What the task requires —
Work through the data and report how many lines include the string "invalid", giving the number alone.

Dataset records:
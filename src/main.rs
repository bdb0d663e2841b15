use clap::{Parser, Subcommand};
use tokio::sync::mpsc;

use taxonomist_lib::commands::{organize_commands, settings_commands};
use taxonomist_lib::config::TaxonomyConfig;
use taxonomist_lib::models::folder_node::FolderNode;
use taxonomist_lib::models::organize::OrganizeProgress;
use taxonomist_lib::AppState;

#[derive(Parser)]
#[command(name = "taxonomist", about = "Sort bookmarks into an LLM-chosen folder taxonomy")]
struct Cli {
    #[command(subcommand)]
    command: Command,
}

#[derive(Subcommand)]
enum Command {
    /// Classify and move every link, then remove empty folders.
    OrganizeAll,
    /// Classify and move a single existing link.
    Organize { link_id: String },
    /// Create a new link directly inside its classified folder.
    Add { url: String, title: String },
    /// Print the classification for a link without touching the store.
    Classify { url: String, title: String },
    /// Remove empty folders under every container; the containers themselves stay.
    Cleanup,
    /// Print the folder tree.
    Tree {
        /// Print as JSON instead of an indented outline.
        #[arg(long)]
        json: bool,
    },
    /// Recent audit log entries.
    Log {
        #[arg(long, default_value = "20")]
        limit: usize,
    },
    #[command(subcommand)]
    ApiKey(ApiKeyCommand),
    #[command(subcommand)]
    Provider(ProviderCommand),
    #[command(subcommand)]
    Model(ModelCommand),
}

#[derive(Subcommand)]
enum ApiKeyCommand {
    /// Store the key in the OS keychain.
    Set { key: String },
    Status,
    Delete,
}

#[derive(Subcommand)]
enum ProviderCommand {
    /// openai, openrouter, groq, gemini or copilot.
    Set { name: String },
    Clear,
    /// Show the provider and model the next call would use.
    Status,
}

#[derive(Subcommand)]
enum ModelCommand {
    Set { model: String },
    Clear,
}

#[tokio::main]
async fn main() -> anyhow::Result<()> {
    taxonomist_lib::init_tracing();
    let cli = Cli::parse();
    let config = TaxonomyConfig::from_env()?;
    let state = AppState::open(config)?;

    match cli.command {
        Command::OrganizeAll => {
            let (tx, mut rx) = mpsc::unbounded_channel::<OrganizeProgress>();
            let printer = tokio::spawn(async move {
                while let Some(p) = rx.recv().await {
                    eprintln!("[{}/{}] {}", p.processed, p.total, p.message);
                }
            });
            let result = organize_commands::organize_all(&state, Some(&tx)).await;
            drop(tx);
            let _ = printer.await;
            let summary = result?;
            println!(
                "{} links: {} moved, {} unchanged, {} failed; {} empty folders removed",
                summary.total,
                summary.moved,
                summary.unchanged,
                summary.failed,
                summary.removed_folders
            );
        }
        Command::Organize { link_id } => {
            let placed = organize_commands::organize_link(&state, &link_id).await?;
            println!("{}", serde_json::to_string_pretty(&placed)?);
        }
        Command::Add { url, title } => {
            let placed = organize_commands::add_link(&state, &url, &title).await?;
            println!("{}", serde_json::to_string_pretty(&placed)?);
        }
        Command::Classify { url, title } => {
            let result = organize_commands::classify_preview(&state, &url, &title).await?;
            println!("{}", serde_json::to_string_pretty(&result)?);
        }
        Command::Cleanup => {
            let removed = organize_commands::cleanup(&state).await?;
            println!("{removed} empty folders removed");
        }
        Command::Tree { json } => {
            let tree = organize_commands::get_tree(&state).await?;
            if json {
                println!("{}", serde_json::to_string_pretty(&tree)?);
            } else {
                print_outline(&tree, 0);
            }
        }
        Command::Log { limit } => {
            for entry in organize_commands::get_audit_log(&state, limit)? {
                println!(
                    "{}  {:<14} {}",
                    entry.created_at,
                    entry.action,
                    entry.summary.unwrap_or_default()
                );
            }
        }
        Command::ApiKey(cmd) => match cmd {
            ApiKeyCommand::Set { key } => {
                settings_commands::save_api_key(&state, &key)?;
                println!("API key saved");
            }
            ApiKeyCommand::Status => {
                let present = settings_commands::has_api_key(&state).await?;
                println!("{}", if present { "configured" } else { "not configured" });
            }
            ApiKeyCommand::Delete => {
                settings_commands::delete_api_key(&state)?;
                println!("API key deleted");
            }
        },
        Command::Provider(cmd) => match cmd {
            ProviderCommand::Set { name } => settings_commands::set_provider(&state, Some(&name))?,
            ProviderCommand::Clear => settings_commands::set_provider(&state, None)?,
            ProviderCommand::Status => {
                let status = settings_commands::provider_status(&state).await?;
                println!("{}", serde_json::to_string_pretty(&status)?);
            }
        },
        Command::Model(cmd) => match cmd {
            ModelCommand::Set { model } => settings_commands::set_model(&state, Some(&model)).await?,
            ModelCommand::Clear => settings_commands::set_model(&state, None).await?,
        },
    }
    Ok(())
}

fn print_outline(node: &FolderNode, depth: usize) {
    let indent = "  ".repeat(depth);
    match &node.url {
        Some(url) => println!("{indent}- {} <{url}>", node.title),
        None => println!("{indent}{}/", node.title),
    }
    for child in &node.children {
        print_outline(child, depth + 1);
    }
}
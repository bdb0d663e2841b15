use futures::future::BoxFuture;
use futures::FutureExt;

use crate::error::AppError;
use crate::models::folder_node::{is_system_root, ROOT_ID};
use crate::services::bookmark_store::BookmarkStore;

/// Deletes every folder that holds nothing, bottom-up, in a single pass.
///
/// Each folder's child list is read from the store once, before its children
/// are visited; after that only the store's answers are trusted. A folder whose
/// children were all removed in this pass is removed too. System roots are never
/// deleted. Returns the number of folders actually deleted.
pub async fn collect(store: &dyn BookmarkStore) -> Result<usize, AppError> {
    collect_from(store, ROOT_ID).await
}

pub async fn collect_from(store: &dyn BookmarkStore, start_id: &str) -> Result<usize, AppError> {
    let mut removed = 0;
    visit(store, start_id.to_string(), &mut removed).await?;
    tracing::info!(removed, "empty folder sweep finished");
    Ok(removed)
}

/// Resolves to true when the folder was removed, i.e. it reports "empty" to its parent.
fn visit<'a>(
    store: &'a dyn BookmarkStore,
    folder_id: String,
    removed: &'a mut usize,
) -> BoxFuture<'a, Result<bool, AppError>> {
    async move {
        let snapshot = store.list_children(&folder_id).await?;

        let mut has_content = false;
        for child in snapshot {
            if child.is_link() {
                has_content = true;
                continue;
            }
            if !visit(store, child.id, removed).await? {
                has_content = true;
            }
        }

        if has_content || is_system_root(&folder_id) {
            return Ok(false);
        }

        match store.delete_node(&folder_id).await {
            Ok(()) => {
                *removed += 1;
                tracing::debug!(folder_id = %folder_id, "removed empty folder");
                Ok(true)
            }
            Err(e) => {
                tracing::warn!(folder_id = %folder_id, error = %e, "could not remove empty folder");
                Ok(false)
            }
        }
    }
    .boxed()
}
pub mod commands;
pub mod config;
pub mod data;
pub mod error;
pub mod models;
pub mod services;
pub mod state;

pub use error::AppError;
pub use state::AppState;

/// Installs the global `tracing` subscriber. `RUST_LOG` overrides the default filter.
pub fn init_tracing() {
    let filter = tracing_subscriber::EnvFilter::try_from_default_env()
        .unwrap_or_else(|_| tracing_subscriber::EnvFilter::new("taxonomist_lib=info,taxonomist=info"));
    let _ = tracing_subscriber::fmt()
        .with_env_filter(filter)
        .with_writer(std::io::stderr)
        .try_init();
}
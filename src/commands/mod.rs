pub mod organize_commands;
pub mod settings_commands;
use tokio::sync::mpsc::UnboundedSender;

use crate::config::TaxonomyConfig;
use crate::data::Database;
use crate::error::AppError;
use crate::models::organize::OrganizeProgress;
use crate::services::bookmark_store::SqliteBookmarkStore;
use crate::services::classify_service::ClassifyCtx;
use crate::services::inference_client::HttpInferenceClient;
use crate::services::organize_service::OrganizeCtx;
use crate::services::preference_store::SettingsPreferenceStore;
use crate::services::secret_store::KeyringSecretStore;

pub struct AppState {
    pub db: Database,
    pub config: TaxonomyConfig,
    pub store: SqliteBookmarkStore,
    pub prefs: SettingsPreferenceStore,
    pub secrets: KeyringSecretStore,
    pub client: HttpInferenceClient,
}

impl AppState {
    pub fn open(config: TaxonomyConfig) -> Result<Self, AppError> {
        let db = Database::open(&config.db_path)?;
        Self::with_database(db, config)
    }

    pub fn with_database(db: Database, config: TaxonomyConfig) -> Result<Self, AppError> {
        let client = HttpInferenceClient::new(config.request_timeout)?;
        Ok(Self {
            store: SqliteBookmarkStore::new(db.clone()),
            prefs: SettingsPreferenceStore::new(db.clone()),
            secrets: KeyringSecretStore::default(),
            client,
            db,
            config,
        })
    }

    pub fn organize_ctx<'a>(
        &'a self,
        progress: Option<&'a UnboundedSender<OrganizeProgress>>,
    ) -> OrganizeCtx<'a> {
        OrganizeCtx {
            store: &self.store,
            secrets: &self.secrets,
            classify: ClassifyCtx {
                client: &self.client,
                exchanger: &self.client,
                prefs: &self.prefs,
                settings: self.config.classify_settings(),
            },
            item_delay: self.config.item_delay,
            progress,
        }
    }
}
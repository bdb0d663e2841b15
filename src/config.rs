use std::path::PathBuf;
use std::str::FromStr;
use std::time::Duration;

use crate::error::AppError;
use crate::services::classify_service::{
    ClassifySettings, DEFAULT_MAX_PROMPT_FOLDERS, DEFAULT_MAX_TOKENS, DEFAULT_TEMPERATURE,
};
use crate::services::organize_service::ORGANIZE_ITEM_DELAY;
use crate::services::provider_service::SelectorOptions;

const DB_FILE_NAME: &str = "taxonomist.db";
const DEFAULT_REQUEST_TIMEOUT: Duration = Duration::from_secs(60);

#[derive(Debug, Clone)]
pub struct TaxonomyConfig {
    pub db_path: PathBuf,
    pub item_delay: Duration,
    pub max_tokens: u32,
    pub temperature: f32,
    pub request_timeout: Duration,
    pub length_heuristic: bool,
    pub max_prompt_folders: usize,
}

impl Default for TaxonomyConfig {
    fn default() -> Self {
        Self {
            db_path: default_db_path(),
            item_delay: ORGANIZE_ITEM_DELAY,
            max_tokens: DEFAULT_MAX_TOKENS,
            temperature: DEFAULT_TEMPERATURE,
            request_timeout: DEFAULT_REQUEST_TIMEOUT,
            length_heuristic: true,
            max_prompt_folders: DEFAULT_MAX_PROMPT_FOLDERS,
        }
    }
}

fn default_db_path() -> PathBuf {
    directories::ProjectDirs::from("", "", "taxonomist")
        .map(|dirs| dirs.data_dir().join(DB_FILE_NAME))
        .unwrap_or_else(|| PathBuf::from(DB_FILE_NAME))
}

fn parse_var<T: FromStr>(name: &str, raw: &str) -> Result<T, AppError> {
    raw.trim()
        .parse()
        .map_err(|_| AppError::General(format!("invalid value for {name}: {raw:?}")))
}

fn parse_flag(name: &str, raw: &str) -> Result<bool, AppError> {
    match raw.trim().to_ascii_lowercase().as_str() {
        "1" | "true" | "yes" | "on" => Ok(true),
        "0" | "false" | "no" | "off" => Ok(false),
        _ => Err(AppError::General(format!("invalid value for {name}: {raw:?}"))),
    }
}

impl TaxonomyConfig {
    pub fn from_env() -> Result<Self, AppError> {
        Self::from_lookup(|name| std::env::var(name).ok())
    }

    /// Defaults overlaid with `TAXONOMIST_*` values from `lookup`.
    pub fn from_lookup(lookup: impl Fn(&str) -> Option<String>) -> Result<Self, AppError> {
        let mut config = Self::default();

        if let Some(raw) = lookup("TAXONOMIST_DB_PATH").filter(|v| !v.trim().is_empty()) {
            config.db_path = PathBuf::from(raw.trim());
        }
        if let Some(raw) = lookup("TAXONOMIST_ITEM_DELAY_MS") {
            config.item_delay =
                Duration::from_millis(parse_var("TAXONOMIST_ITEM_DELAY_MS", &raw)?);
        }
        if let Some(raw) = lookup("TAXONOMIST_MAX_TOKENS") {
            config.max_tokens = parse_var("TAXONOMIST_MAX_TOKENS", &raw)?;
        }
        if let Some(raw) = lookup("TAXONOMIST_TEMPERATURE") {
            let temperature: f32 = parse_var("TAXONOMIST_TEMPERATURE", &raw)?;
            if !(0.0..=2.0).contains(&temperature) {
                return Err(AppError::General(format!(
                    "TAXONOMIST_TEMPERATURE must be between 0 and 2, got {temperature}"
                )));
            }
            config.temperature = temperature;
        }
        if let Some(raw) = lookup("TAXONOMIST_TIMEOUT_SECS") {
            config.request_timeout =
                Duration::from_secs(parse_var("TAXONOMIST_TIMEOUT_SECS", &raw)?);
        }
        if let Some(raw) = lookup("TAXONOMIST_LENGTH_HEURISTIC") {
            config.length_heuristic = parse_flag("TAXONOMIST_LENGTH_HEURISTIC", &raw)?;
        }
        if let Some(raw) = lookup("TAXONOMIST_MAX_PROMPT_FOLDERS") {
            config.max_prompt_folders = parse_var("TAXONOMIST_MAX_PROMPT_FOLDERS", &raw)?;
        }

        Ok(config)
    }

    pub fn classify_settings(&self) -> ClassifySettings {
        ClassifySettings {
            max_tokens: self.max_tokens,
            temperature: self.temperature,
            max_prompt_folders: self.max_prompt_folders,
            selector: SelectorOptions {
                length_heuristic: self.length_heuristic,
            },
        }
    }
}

Result of this task —
2